MediaTek, a Taiwanese chipmaker and Inmarsat, a British satellite operator have announced an extended partnership aimed at jointly developing technologies that will enable more mass-market devices to connect directly to Inmarsat’s satellite network. This expanded collaboration will not only focus on joint technology innovation but also encompass the commercial deployment of satellite-enabled devices, potentially spanning smartphones, Internet of Things (IoT) devices, and even vehicles.
The services to be offered through this partnership could include two-way text messaging, emergency communications, and device tracking and monitoring for regions where terrestrial network coverage is limited or unavailable. However, there is currently no specific deadline for when these satellite-enabled devices will be commercially deployed as a result of this partnership.

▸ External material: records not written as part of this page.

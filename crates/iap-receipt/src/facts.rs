use std::collections::BTreeMap;

use chrono::{DateTime, Utc};
use serde::{Deserialize, Serialize};

/// One auto-renewable subscription transaction parsed from the receipt.
#[derive(Clone, Debug, PartialEq, Eq, Serialize, Deserialize)]
pub struct SubscriptionRecord {
    pub product_id: String,
    pub purchase_date: DateTime<Utc>,
    pub expiration_date: DateTime<Utc>,
    pub cancellation_date: Option<DateTime<Utc>>,
}

impl SubscriptionRecord {
    pub fn new(
        product_id: impl Into<String>,
        purchase_date: DateTime<Utc>,
        expiration_date: DateTime<Utc>,
        cancellation_date: Option<DateTime<Utc>>,
    ) -> Self {
        Self {
            product_id: product_id.into(),
            purchase_date,
            expiration_date,
            cancellation_date,
        }
    }
}

/// One consumable / non-renewing purchase transaction parsed from the receipt.
#[derive(Clone, Debug, PartialEq, Eq, Serialize, Deserialize)]
pub struct PieceRecord {
    pub product_id: String,
    pub purchase_date: DateTime<Utc>,
    pub quantity: u32,
}

impl PieceRecord {
    pub fn new(product_id: impl Into<String>, purchase_date: DateTime<Utc>, quantity: u32) -> Self {
        Self {
            product_id: product_id.into(),
            purchase_date,
            quantity,
        }
    }
}

/// Parsed contents of a validated receipt, queryable by product identifier.
///
/// Keyed with `BTreeMap` so iteration is deterministic.
#[derive(Clone, Debug, Default, PartialEq, Eq, Serialize, Deserialize)]
pub struct ReceiptFacts {
    subscriptions: BTreeMap<String, Vec<SubscriptionRecord>>,
    pieces: BTreeMap<String, Vec<PieceRecord>>,
}

impl ReceiptFacts {
    pub fn empty() -> Self {
        Self::default()
    }

    pub fn push_subscription(&mut self, record: SubscriptionRecord) {
        self.subscriptions
            .entry(record.product_id.clone())
            .or_default()
            .push(record);
    }

    pub fn push_piece(&mut self, record: PieceRecord) {
        self.pieces
            .entry(record.product_id.clone())
            .or_default()
            .push(record);
    }

    /// Latest subscription transaction for `product_id`, by purchase date.
    pub fn last_subscription(&self, product_id: &str) -> Option<&SubscriptionRecord> {
        self.subscriptions
            .get(product_id)?
            .iter()
            .max_by_key(|r| r.purchase_date)
    }

    /// All consumable / non-renewing transactions for `product_id`.
    pub fn pieces(&self, product_id: &str) -> &[PieceRecord] {
        self.pieces.get(product_id).map(Vec::as_slice).unwrap_or(&[])
    }

    pub fn is_empty(&self) -> bool {
        self.subscriptions.is_empty() && self.pieces.is_empty()
    }
}
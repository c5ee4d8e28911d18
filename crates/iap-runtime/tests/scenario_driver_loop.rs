//! Driver loop wiring.
//!
//! GREEN when:
//! - Engine wakes (registration, entity load) get drained without any
//!   platform event arriving.
//! - Platform events are redispatched onto the engine context in order.
//! - The re-verify deadline is slept on and fires exactly one pass, and a
//!   cancelled deadline stops the sleep.
//! - Closing the event channel stops the driver.

use std::rc::Rc;

use chrono::{Duration, Utc};
use iap_core::{
    PlatformEvent, ProductDescriptor, PurchaseConfig, PurchaseStatus, TransactionEvent,
    TransactionId, TransactionState,
};
use iap_paper::{PaperFetcher, PaperQueue, PaperVerifier};
use iap_receipt::{ReceiptError, ReceiptFacts, SubscriptionRecord};
use iap_runtime::wire;
use tokio::task::LocalSet;

async fn settle() {
    // Paused-clock runtimes auto-advance when every task is idle; a tiny
    // sleep is the deterministic "let the driver catch up" point.
    tokio::time::sleep(std::time::Duration::from_millis(1)).await;
}

#[tokio::test(start_paused = true)]
async fn registration_verify_drains_without_any_event() {
    let local = LocalSet::new();
    local
        .run_until(async {
            let queue = Rc::new(PaperQueue::new());
            let fetcher = Rc::new(PaperFetcher::new());
            let verifier = Rc::new(PaperVerifier::not_found());
            let (store, driver, events) = wire(queue, fetcher, verifier.clone());
            let handle = driver.spawn_local();

            let purchase = store.purchase("coins.100", PurchaseConfig::default());
            settle().await;

            assert_eq!(verifier.calls(), 1);
            assert_eq!(purchase.status(), PurchaseStatus::Empty);

            drop(events);
            handle.await.expect("driver task");
        })
        .await;
}

#[tokio::test(start_paused = true)]
async fn platform_events_flow_through_the_channel() {
    let local = LocalSet::new();
    local
        .run_until(async {
            let queue = Rc::new(PaperQueue::new());
            let fetcher = Rc::new(PaperFetcher::new());
            let verifier = Rc::new(PaperVerifier::not_found());
            let (store, driver, events) = wire(queue.clone(), fetcher.clone(), verifier);
            let handle = driver.spawn_local();

            let purchase = store.purchase("coins.100", PurchaseConfig::default());
            let entry = purchase.load();
            settle().await;

            let query = fetcher.last_query().expect("driver drained the batch");
            events
                .send(PlatformEvent::ProductsResponse {
                    query: query.query,
                    result: Ok(vec![ProductDescriptor::new("coins.100", "Coins", 199, "USD")]),
                })
                .unwrap();
            settle().await;
            assert!(entry.descriptor().is_some());

            events
                .send(PlatformEvent::Transaction(TransactionEvent::new(
                    "tx-1",
                    "coins.100",
                    TransactionState::Purchased,
                )))
                .unwrap();
            settle().await;
            assert_eq!(queue.finish_count(&TransactionId::new("tx-1")), 1);

            drop(events);
            handle.await.expect("driver task");
        })
        .await;
}

#[tokio::test(start_paused = true)]
async fn reverify_deadline_fires_one_pass_and_cancellation_stops_the_sleep() {
    let local = LocalSet::new();
    local
        .run_until(async {
            let queue = Rc::new(PaperQueue::new());
            let fetcher = Rc::new(PaperFetcher::new());
            let verifier = Rc::new(PaperVerifier::not_found());
            let (store, driver, events) = wire(queue, fetcher, verifier.clone());
            let handle = driver.spawn_local();

            // An active subscription with ~100s left arms the deadline.
            let now = Utc::now();
            let mut facts = ReceiptFacts::empty();
            facts.push_subscription(SubscriptionRecord::new(
                "sub.monthly",
                now - Duration::seconds(10),
                now + Duration::seconds(100),
                None,
            ));
            verifier.set_facts(facts);

            let purchase = store.purchase("sub.monthly", PurchaseConfig::default());
            settle().await;
            assert_eq!(verifier.calls(), 1);
            assert!(matches!(purchase.status(), PurchaseStatus::Subscription(_)));
            assert!(store.reverify_deadline().is_some());

            // Before the deadline elapses the receipt disappears, so the
            // fired pass empties the entity and cancels the slot for good.
            verifier.set_error(ReceiptError::NotFound);
            tokio::time::sleep(std::time::Duration::from_secs(200)).await;

            assert_eq!(verifier.calls(), 2, "deadline fires exactly one pass");
            assert_eq!(purchase.status(), PurchaseStatus::Empty);
            assert_eq!(store.reverify_deadline(), None);

            // With the slot empty the driver just waits on events again.
            tokio::time::sleep(std::time::Duration::from_secs(500)).await;
            assert_eq!(verifier.calls(), 2);

            drop(events);
            handle.await.expect("driver task");
        })
        .await;
}

#[tokio::test(start_paused = true)]
async fn foreground_signal_triggers_a_pass() {
    let local = LocalSet::new();
    local
        .run_until(async {
            let queue = Rc::new(PaperQueue::new());
            let fetcher = Rc::new(PaperFetcher::new());
            let verifier = Rc::new(PaperVerifier::not_found());
            let (store, driver, events) = wire(queue, fetcher, verifier.clone());
            let handle = driver.spawn_local();

            let _purchase = store.purchase("coins.100", PurchaseConfig::default());
            settle().await;
            assert_eq!(verifier.calls(), 1);

            events.send(PlatformEvent::EnteredForeground).unwrap();
            events.send(PlatformEvent::TransactionsRemoved).unwrap();
            settle().await;

            // Both triggers arrived before the next tick: one coalesced pass.
            assert_eq!(verifier.calls(), 2);

            drop(events);
            handle.await.expect("driver task");
        })
        .await;
}
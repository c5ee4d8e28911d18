use chrono::{DateTime, Utc};

/// Source of "now" for controllers that make time-based decisions.
/// Injectable so expiry logic stays testable.
pub trait Clock {
    fn now(&self) -> DateTime<Utc>;
}

/// Wall clock.
pub struct SystemClock;

impl Clock for SystemClock {
    fn now(&self) -> DateTime<Utc> {
        Utc::now()
    }
}
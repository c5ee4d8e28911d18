//! Re-verification deadline scheduling.
//!
//! GREEN when:
//! - The single-slot deadline always targets the earliest corrected
//!   expiration among currently-active subscriptions.
//! - Expired or not-yet-started subscriptions register no candidate.
//! - A non-positive delay cancels instead of arming.
//! - Firing the deadline clears it and coalesces into one new pass.

use std::rc::Rc;

use chrono::{DateTime, Duration, TimeZone, Utc};
use iap_core::{ConfigVariant, NoopWakeup, PurchaseConfig, PurchaseStatus, Store};
use iap_paper::{PaperFetcher, PaperQueue, PaperVerifier};
use iap_receipt::{ReceiptFacts, SubscriptionRecord};

fn at(secs: i64) -> DateTime<Utc> {
    Utc.timestamp_opt(secs, 0).unwrap()
}

fn setup() -> (Store, Rc<PaperVerifier>) {
    let verifier = Rc::new(PaperVerifier::not_found());
    let store = Store::new(
        Rc::new(PaperQueue::new()),
        Rc::new(PaperFetcher::new()),
        verifier.clone(),
        Rc::new(NoopWakeup),
    );
    (store, verifier)
}

#[test]
fn deadline_targets_earliest_corrected_expiration() {
    let (store, verifier) = setup();
    let _early = store.purchase("sub.early", PurchaseConfig::default());
    let _late = store.purchase("sub.late", PurchaseConfig::default());

    let mut facts = ReceiptFacts::empty();
    facts.push_subscription(SubscriptionRecord::new("sub.early", at(0), at(1_000), None));
    facts.push_subscription(SubscriptionRecord::new("sub.late", at(0), at(2_000), None));
    verifier.set_facts(facts);

    store.tick(at(100));
    // Sandbox grace (60s) applies to both; earliest corrected = 1000 + 60.
    assert_eq!(store.reverify_deadline(), Some(at(1_060)));
}

#[test]
fn expired_subscription_registers_no_candidate() {
    let (store, verifier) = setup();
    let sub = store.purchase("sub.old", PurchaseConfig::default());

    let mut facts = ReceiptFacts::empty();
    facts.push_subscription(SubscriptionRecord::new("sub.old", at(0), at(500), None));
    verifier.set_facts(facts);

    // Now is past the raw expiration: status is still re-derived, but no
    // re-verify is armed for a dead subscription.
    store.tick(at(600));
    assert!(matches!(sub.status(), PurchaseStatus::Subscription(_)));
    assert_eq!(store.reverify_deadline(), None);
}

#[test]
fn not_yet_started_subscription_registers_no_candidate() {
    let (store, verifier) = setup();
    let _sub = store.purchase("sub.future", PurchaseConfig::default());

    let mut facts = ReceiptFacts::empty();
    facts.push_subscription(SubscriptionRecord::new("sub.future", at(500), at(900), None));
    verifier.set_facts(facts);

    store.tick(at(100));
    assert_eq!(store.reverify_deadline(), None);
}

#[test]
fn non_positive_delay_cancels_instead_of_arming() {
    let (store, verifier) = setup();
    let config = PurchaseConfig {
        production: ConfigVariant::new(Duration::zero()),
        sandbox: ConfigVariant::new(Duration::zero()),
    };
    let _sub = store.purchase("sub.edge", config);

    let mut facts = ReceiptFacts::empty();
    facts.push_subscription(SubscriptionRecord::new("sub.edge", at(0), at(500), None));
    verifier.set_facts(facts);

    // Zero grace and now == raw expiration: corrected == now, delay == 0.
    store.tick(at(500));
    assert_eq!(store.reverify_deadline(), None);
}

#[test]
fn rearming_replaces_the_previous_deadline() {
    let (store, verifier) = setup();
    let _sub = store.purchase("sub.monthly", PurchaseConfig::default());

    let mut facts = ReceiptFacts::empty();
    facts.push_subscription(SubscriptionRecord::new("sub.monthly", at(0), at(1_000), None));
    verifier.set_facts(facts);
    store.tick(at(100));
    assert_eq!(store.reverify_deadline(), Some(at(1_060)));

    // A renewal appears: same product, later expiration. The slot holds
    // exactly one deadline.
    let mut renewed = ReceiptFacts::empty();
    renewed.push_subscription(SubscriptionRecord::new("sub.monthly", at(900), at(1_900), None));
    verifier.set_facts(renewed);
    store.schedule_verify();
    store.tick(at(950));
    assert_eq!(store.reverify_deadline(), Some(at(1_960)));
}

#[test]
fn firing_clears_the_deadline_and_runs_one_coalesced_pass() {
    let (store, verifier) = setup();
    let _sub = store.purchase("sub.monthly", PurchaseConfig::default());

    let mut facts = ReceiptFacts::empty();
    facts.push_subscription(SubscriptionRecord::new("sub.monthly", at(0), at(1_000), None));
    verifier.set_facts(facts);
    store.tick(at(100));
    let calls_after_first = verifier.calls();
    assert_eq!(store.reverify_deadline(), Some(at(1_060)));

    // Deadline elapses; a second trigger arrives before the tick. Both
    // coalesce into a single pass.
    store.reverify_due();
    store.entered_foreground();
    assert_eq!(store.reverify_deadline(), None);

    store.tick(at(1_060));
    assert_eq!(verifier.calls(), calls_after_first + 1);

    // At 1060 the raw expiration (1000) is past, so the pass leaves no
    // candidate and the slot stays empty.
    assert_eq!(store.reverify_deadline(), None);
}
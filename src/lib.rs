// Crate-level lint configuration
#![allow(clippy::module_name_repetitions)]
#![allow(clippy::missing_errors_doc)]
#![allow(clippy::missing_panics_doc)]
#![allow(clippy::must_use_candidate)]
#![allow(clippy::uninlined_format_args)]
#![allow(clippy::missing_const_for_fn)]
#![allow(clippy::doc_markdown)]
#![allow(clippy::similar_names)]
#![allow(clippy::single_char_pattern)]
#![allow(clippy::redundant_closure_for_method_calls)]
#![allow(clippy::len_without_is_empty)]

//! honeycomb - TLS-terminating reverse proxy for container fleets
//!
//! A gateway that:
//! - Terminates HTTPS and secure-WebSocket traffic, selecting a certificate
//!   per SNI from disk, from an ACME authority, or by synthesising one
//! - Resolves host names to back-end endpoints discovered from Docker Swarm
//!   service labels, with a static table and a single-flight cache in front
//! - Forwards HTTP and WebSocket traffic, rewriting forwarded-for headers
//!   and hijacking upgraded connections
//! - Recovers the true client address from PROXY protocol v1 preambles

pub mod acme;
pub mod adhoc;
pub mod backend;
pub mod cache;
pub mod catalog;
pub mod cert;
pub mod config;
pub mod error;
pub mod health;
pub mod http_listener;
pub mod matcher;
pub mod name;
pub mod proxy;
pub mod proxy_protocol;
pub mod tls;
pub mod websocket;

// Re-export commonly used types
pub use backend::{AggregateLocator, Endpoint, Locator, StaticLocator, TlsFlag};
pub use cache::CacheLocator;
pub use catalog::{CatalogLocator, CatalogPoller};
pub use cert::{CertificateEntry, CertificateOrigin, CertificateProvider, ProviderChain};
pub use config::{Args, GatewayConfig};
pub use error::{GatewayError, Result};
pub use http_listener::GatewayState;
pub use matcher::{MatchScore, Matcher};
pub use name::ServerName;
pub use proxy::HttpProxy;
pub use websocket::WebSocketProxy;

/// Library version
pub const VERSION: &str = env!("CARGO_PKG_VERSION");
//! Health checking
//!
//! `GET /honeycomb/health` reports the gateway's view of the service
//! catalog: `200 {"status":"ok"}` when the Docker daemon answers and the
//! poller has a snapshot, `200 {"status":"degraded"}` when the daemon
//! answers but the snapshot is missing, and `503` when the catalog is
//! unreachable.

use std::sync::Arc;

use bollard::Docker;
use hyper::{Response, StatusCode};
use serde::Serialize;
use tracing::debug;

use crate::catalog::CatalogLocator;
use crate::proxy::{full_body, ProxyBody};

/// Path served by the health handler.
pub const HEALTH_PATH: &str = "/honeycomb/health";

/// Health report payload.
#[derive(Debug, Serialize)]
pub struct HealthReport {
    pub status: &'static str,
    pub details: HealthDetails,
}

#[derive(Debug, Serialize)]
pub struct HealthDetails {
    /// Whether the Docker daemon answered the ping
    pub catalog_reachable: bool,
    /// Whether the poller holds a usable snapshot
    pub snapshot_loaded: bool,
    /// Routes in the current snapshot
    pub routes: usize,
}

impl HealthReport {
    pub fn http_status(&self) -> StatusCode {
        if self.details.catalog_reachable {
            StatusCode::OK
        } else {
            StatusCode::SERVICE_UNAVAILABLE
        }
    }
}

/// Checks the Docker daemon and the catalog snapshot.
pub struct HealthChecker {
    docker: Docker,
    catalog: Arc<CatalogLocator>,
}

impl HealthChecker {
    pub fn new(docker: Docker, catalog: Arc<CatalogLocator>) -> Self {
        Self { docker, catalog }
    }

    pub async fn check(&self) -> HealthReport {
        let catalog_reachable = match self.docker.ping().await {
            Ok(_) => true,
            Err(e) => {
                debug!("docker ping failed: {}", e);
                false
            }
        };

        let snapshot_loaded = self.catalog.is_available();
        let status = if catalog_reachable && snapshot_loaded {
            "ok"
        } else {
            "degraded"
        };

        HealthReport {
            status,
            details: HealthDetails {
                catalog_reachable,
                snapshot_loaded,
                routes: self.catalog.route_count(),
            },
        }
    }

    /// Run the check and render the JSON response.
    pub async fn respond(&self) -> Response<ProxyBody> {
        let report = self.check().await;
        let body = serde_json::to_string(&report)
            .unwrap_or_else(|_| r#"{"status":"degraded"}"#.to_string());

        Response::builder()
            .status(report.http_status())
            .header("content-type", "application/json")
            .body(full_body(body))
            .unwrap_or_else(|_| Response::new(full_body("{}")))
    }
}
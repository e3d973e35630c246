//! Error types for the gateway

use thiserror::Error;

/// Result type alias for gateway operations
pub type Result<T> = std::result::Result<T, GatewayError>;

/// Gateway error kinds
///
/// Each variant maps to a distinct propagation policy: invalid server names
/// during SNI fall back to the default certificate, locator misses become
/// HTTP 503, upstream failures become HTTP 502, and configuration or fatal
/// errors abort startup.
#[derive(Error, Debug)]
pub enum GatewayError {
    /// The input could not be parsed as a DNS server name
    #[error("invalid server name {name:?}: {reason}")]
    InvalidServerName { name: String, reason: String },

    /// No back-end endpoint is registered for the requested name
    #[error("no endpoint found for {0}")]
    NotFound(String),

    /// The service catalog could not be reached
    #[error("catalog unavailable: {0}")]
    CatalogUnavailable(String),

    /// A certificate provider failed to produce a certificate
    #[error("certificate unavailable for {name}: {reason}")]
    CertificateUnavailable { name: String, reason: String },

    /// Connecting to the resolved upstream failed
    #[error("upstream dial failed for {address}: {reason}")]
    UpstreamDial { address: String, reason: String },

    /// The upstream spoke the protocol incorrectly
    #[error("upstream protocol error: {0}")]
    UpstreamProtocol(String),

    /// The client spoke the protocol incorrectly
    #[error("client protocol error: {0}")]
    ClientProtocol(String),

    /// Configuration error detected at startup
    #[error("configuration error: {0}")]
    Config(String),

    /// Unrecoverable error
    #[error("fatal: {0}")]
    Fatal(String),

    /// IO error
    #[error("IO error: {0}")]
    Io(#[from] std::io::Error),
}

impl GatewayError {
    /// Whether the error should abort the process rather than the request.
    pub fn is_fatal(&self) -> bool {
        matches!(self, GatewayError::Config(_) | GatewayError::Fatal(_))
    }
}
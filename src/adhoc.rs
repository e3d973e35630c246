//! Ad-hoc certificate synthesis
//!
//! The last provider in the chain: given a preconfigured issuer certificate
//! and key, it signs a fresh leaf for whatever SNI the handshake presents.
//! All leaves share one server private key, so a synthesised certificate is
//! a pure CPU operation with no key generation on the hot path.
//!
//! Synthesised certificates are kept in an unbounded keyed cache for the
//! life of the process and reused while they remain valid.

use std::path::Path;
use std::sync::Arc;

use async_trait::async_trait;
use dashmap::DashMap;
use rcgen::{
    CertificateParams, DistinguishedName, DnType, ExtendedKeyUsagePurpose, KeyPair, SerialNumber,
};
use rustls::pki_types::{CertificateDer, PrivateKeyDer};
use tracing::debug;

use crate::cert::{
    load_certificates, load_private_key, provider_error, CertificateEntry, CertificateOrigin,
    CertificateProvider,
};
use crate::error::Result;
use crate::name::ServerName;

/// Default leaf validity.
pub const DEFAULT_TTL_HOURS: u32 = 48;

/// Clock-skew allowance on the leaf's not-before.
const NOT_BEFORE_SKEW: time::Duration = time::Duration::minutes(5);

/// Signs leaves with a fixed issuer over a shared server key.
pub struct AdhocGenerator {
    issuer_certificate: rcgen::Certificate,
    issuer_key: KeyPair,
    /// The on-disk issuer certificate, appended to every served chain
    issuer_der: CertificateDer<'static>,
    server_key: KeyPair,
    server_key_der: PrivateKeyDer<'static>,
    ttl: time::Duration,
}

impl AdhocGenerator {
    /// Build a generator from PEM files: the issuer pair and the server key
    /// shared by all synthesised leaves.
    pub fn from_files(
        issuer_cert_path: &Path,
        issuer_key_path: &Path,
        server_key_path: &Path,
        ttl_hours: u32,
    ) -> anyhow::Result<AdhocGenerator> {
        let issuer_pem = std::fs::read_to_string(issuer_cert_path).map_err(|e| {
            anyhow::anyhow!("failed to read issuer certificate {:?}: {}", issuer_cert_path, e)
        })?;
        let issuer_key_pem = std::fs::read_to_string(issuer_key_path)
            .map_err(|e| anyhow::anyhow!("failed to read issuer key {:?}: {}", issuer_key_path, e))?;
        let server_key_pem = std::fs::read_to_string(server_key_path)
            .map_err(|e| anyhow::anyhow!("failed to read server key {:?}: {}", server_key_path, e))?;

        let issuer_key = KeyPair::from_pem(&issuer_key_pem)
            .map_err(|e| anyhow::anyhow!("failed to parse issuer key: {}", e))?;

        // Reconstruct a signing certificate from the issuer PEM. The signed
        // leaves chain to the on-disk issuer because subject and key match.
        let issuer_params = CertificateParams::from_ca_cert_pem(&issuer_pem)
            .map_err(|e| anyhow::anyhow!("failed to parse issuer certificate: {}", e))?;
        let issuer_certificate = issuer_params
            .self_signed(&issuer_key)
            .map_err(|e| anyhow::anyhow!("failed to rebuild issuer certificate: {}", e))?;

        let issuer_der = load_certificates(issuer_cert_path)?
            .into_iter()
            .next()
            .ok_or_else(|| anyhow::anyhow!("issuer file {:?} holds no certificate", issuer_cert_path))?;

        let server_key = KeyPair::from_pem(&server_key_pem)
            .map_err(|e| anyhow::anyhow!("failed to parse server key: {}", e))?;
        let server_key_der = load_private_key(server_key_path)?;

        Ok(AdhocGenerator {
            issuer_certificate,
            issuer_key,
            issuer_der,
            server_key,
            server_key_der,
            ttl: time::Duration::hours(i64::from(ttl_hours)),
        })
    }

    /// Synthesise a leaf certificate for `server_name`.
    pub fn generate(&self, server_name: &ServerName) -> anyhow::Result<CertificateEntry> {
        let mut params = CertificateParams::new(vec![server_name.punycode.clone()])
            .map_err(|e| anyhow::anyhow!("invalid subject name {}: {}", server_name, e))?;

        let mut dn = DistinguishedName::new();
        dn.push(DnType::CommonName, server_name.punycode.clone());
        params.distinguished_name = dn;
        params.extended_key_usages = vec![ExtendedKeyUsagePurpose::ServerAuth];

        let now = time::OffsetDateTime::now_utc();
        params.not_before = now - NOT_BEFORE_SKEW;
        params.not_after = now + self.ttl;
        params.serial_number = Some(SerialNumber::from(
            rand::random::<u64>().to_be_bytes().to_vec(),
        ));

        let leaf = params
            .signed_by(&self.server_key, &self.issuer_certificate, &self.issuer_key)
            .map_err(|e| anyhow::anyhow!("failed to sign leaf for {}: {}", server_name, e))?;

        let chain = vec![leaf.der().clone(), self.issuer_der.clone()];
        CertificateEntry::from_der(chain, self.server_key_der.clone_key(), CertificateOrigin::Adhoc)
    }
}

/// Certificate provider that always succeeds by synthesising a leaf.
pub struct AdhocProvider {
    generator: AdhocGenerator,
    cache: DashMap<String, CertificateEntry>,
}

impl AdhocProvider {
    pub fn new(generator: AdhocGenerator) -> Self {
        Self {
            generator,
            cache: DashMap::new(),
        }
    }

    /// Number of cached synthesised certificates.
    pub fn cached(&self) -> usize {
        self.cache.len()
    }
}

#[async_trait]
impl CertificateProvider for AdhocProvider {
    fn name(&self) -> &'static str {
        "adhoc"
    }

    async fn get_certificate(
        &self,
        server_name: &ServerName,
    ) -> Result<Option<CertificateEntry>> {
        let key = server_name.punycode.clone();

        if let Some(entry) = self.cache.get(&key) {
            if !entry.is_expired() {
                return Ok(Some(entry.clone()));
            }
        }

        debug!(name = %server_name, "synthesising ad-hoc certificate");
        let entry = self
            .generator
            .generate(server_name)
            .map_err(|e| provider_error(server_name, e))?;
        self.cache.insert(key, entry.clone());
        Ok(Some(entry))
    }
}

In the case of smartphones, for instance, the approach will involve working closely with Mobile Network Operators (MNOs) and Original Equipment Manufacturers (OEMs) to integrate satellite connectivity into their offerings. This ensures that the integration aligns with the strategies and preferences of MNOs and OEMs, allowing them to provide enhanced services to their customers.
This collaboration builds upon a three-year partnership that had already yielded significant results. In February, the partnership led to the release of Android smartphones by ruggedized handset manufacturer Bullitt, which provided satellite-enabled text messaging services via service provider Skylo. With this expansion, Inmarsat and MediaTek aim to further innovate and expand the reach of satellite connectivity across various consumer and industrial applications.
The partnership between Inmarsat and MediaTek comes on the heels of other satellite operators venturing into the realm of enabling mass-market devices to connect directly to their networks. Iridium, for instance, announced Qualcomm as its partner to facilitate the connection of Android smartphones and other devices to its satellite constellation.
Furthermore, Apple introduced a satellite-enabled SOS service for the iPhone 14, using Globalstar’s network. It’s important to note that while Iridium and Globalstar operate in low Earth orbit (LEO), Inmarsat’s satellites are situated in geostationary orbit (GEO). This key distinction means that Inmarsat can provide two-way communications without the need for complex aiming of the device. However, it’s worth mentioning that Iridium and Globalstar enjoy an advantage in terms of latency since LEO satellites are much closer to Earth than GEO satellites.